Another things is, I know giving the girl my Facebook account is a no no. Read that from somewhere here.

This current girl, and another one know via online and arranging to meet this week, asked for my Facebook account.

Is this part of their screening?

"Is this guy normal, safe?"
"This guy should be on Facebook. Everyone here has one"

For guys who have met their girls online, did they ask for your Facebook? If u didn't add them on your Facebook account, did you still manage to meet them?
 

trashKENNUT

Cro-Magnon Man
Cro-Magnon Man
Joined
Nov 20, 2012
Messages
6,551
Re: Girl feeling safe part of the deal? Or it's just excitme

Is it the same girl as the other time?

Kelvin said:
We chat alot about ourselves, especially on the 2nd and 3rd date. LOL on the 4th I was actually running out of things to chat about other than asking her how's things at her work and some random happenings along the way.

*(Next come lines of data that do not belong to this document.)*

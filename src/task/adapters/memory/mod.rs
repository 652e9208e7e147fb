//! In-memory adapters for task synchronisation tests and degraded modes.

mod calendar;
mod cloud;
mod reminder;
mod settings;
mod snapshot;

pub use calendar::{CalendarCommand, InMemoryCalendarGateway};
pub use cloud::InMemoryCloudStore;
pub use reminder::{InMemoryReminderGateway, ReminderCommand};
pub use settings::InMemorySettingsStore;
pub use snapshot::InMemorySnapshotStore;
//! Conversion of proxy wire tasks into domain tasks.

use super::wire::PlannedTask;
use crate::task::domain::{Task, TaskDomainError, TaskDuration, TaskTitle};
use chrono::{DateTime, Local, NaiveDate, NaiveDateTime, NaiveTime, TimeZone, Utc};

/// Parses a `YYYY-MM-DD` wire date.
fn parse_date(raw: &str) -> Option<NaiveDate> {
    NaiveDate::parse_from_str(raw, "%Y-%m-%d").ok()
}

/// Parses an `HH:mm` wire time.
fn parse_time(raw: &str) -> Option<NaiveTime> {
    NaiveTime::parse_from_str(raw, "%H:%M").ok()
}

/// Resolves a caller-local wall-clock datetime to UTC.
///
/// Falls back to the earlier instant across daylight-saving transitions and
/// to `None` for wall-clock times skipped by one.
fn local_to_utc(naive: NaiveDateTime) -> Option<DateTime<Utc>> {
    Local
        .from_local_datetime(&naive)
        .earliest()
        .map(|resolved| resolved.with_timezone(&Utc))
}

/// Derives the due date of a planned task.
///
/// A date with a time combines both in local time; a date without a time
/// falls on local midnight; a missing or unparseable date leaves the task
/// unscheduled.
fn due_date_from_wire(planned: &PlannedTask) -> Option<DateTime<Utc>> {
    let date = planned.date.as_deref().and_then(parse_date)?;
    let time = planned
        .time
        .as_deref()
        .and_then(parse_time)
        .unwrap_or(NaiveTime::MIN);
    local_to_utc(date.and_time(time))
}

/// Converts one planned task into a domain task.
///
/// The wire duration is whole minutes; non-positive values fall back to the
/// default span. The wire priority is dropped.
///
/// # Errors
///
/// Returns [`TaskDomainError::EmptyTitle`] when the planned title is empty
/// after trimming.
pub fn planned_to_task(planned: &PlannedTask) -> Result<Task, TaskDomainError> {
    let title = TaskTitle::new(planned.title.clone())?;
    let due_date = due_date_from_wire(planned);
    let duration = TaskDuration::from_minutes(planned.duration).unwrap_or_default();
    Ok(Task::new(title, due_date, duration))
}

/// Converts a full proxy response, skipping planned tasks whose titles fail
/// validation.
#[must_use]
pub fn planned_to_tasks(planned: &[PlannedTask]) -> Vec<Task> {
    planned
        .iter()
        .filter_map(|entry| planned_to_task(entry).ok())
        .collect()
}
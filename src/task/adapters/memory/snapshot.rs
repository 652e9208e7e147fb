//! In-memory snapshot store for task synchronisation tests.

use crate::task::domain::Task;
use crate::task::ports::{SnapshotStore, SnapshotStoreError, SnapshotStoreResult};
use async_trait::async_trait;
use std::sync::{Arc, RwLock};

/// Thread-safe in-memory snapshot store.
#[derive(Debug, Clone, Default)]
pub struct InMemorySnapshotStore {
    snapshot: Arc<RwLock<Option<Vec<Task>>>>,
}

impl InMemorySnapshotStore {
    /// Creates a store with no prior snapshot.
    #[must_use]
    pub fn new() -> Self {
        Self::default()
    }

    /// Seeds the store with an existing snapshot.
    #[must_use]
    pub fn with_snapshot(tasks: Vec<Task>) -> Self {
        Self {
            snapshot: Arc::new(RwLock::new(Some(tasks))),
        }
    }
}

#[async_trait]
impl SnapshotStore for InMemorySnapshotStore {
    async fn save(&self, tasks: &[Task]) -> SnapshotStoreResult<()> {
        let mut snapshot = self
            .snapshot
            .write()
            .map_err(|err| SnapshotStoreError::io(std::io::Error::other(err.to_string())))?;
        *snapshot = Some(tasks.to_vec());
        Ok(())
    }

    async fn load(&self) -> Option<Vec<Task>> {
        self.snapshot.read().ok().and_then(|guard| guard.clone())
    }
}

And I don't think she had been abused? Not sure about that...she did mentioned that her two previous ex were good men and spoilt her by paying for everything. She looked happy with her ex on her facebook photos...

Don't waste your time. She's very good at holding you back.

Ciao,
Zac
 

Kelvin

Space Monkey
space monkey
Joined
Mar 13, 2013
Messages
13
Re: Girl feeling safe part of the deal? Or it's just excitme

ZacAdam said:
Is it the same girl as the other time?

Don't waste your time. She's very good at holding you back.

Ciao,
Zac

Yeah it is, going to "disappear" slowly haha.

But what's your take about girls needing to feel safe?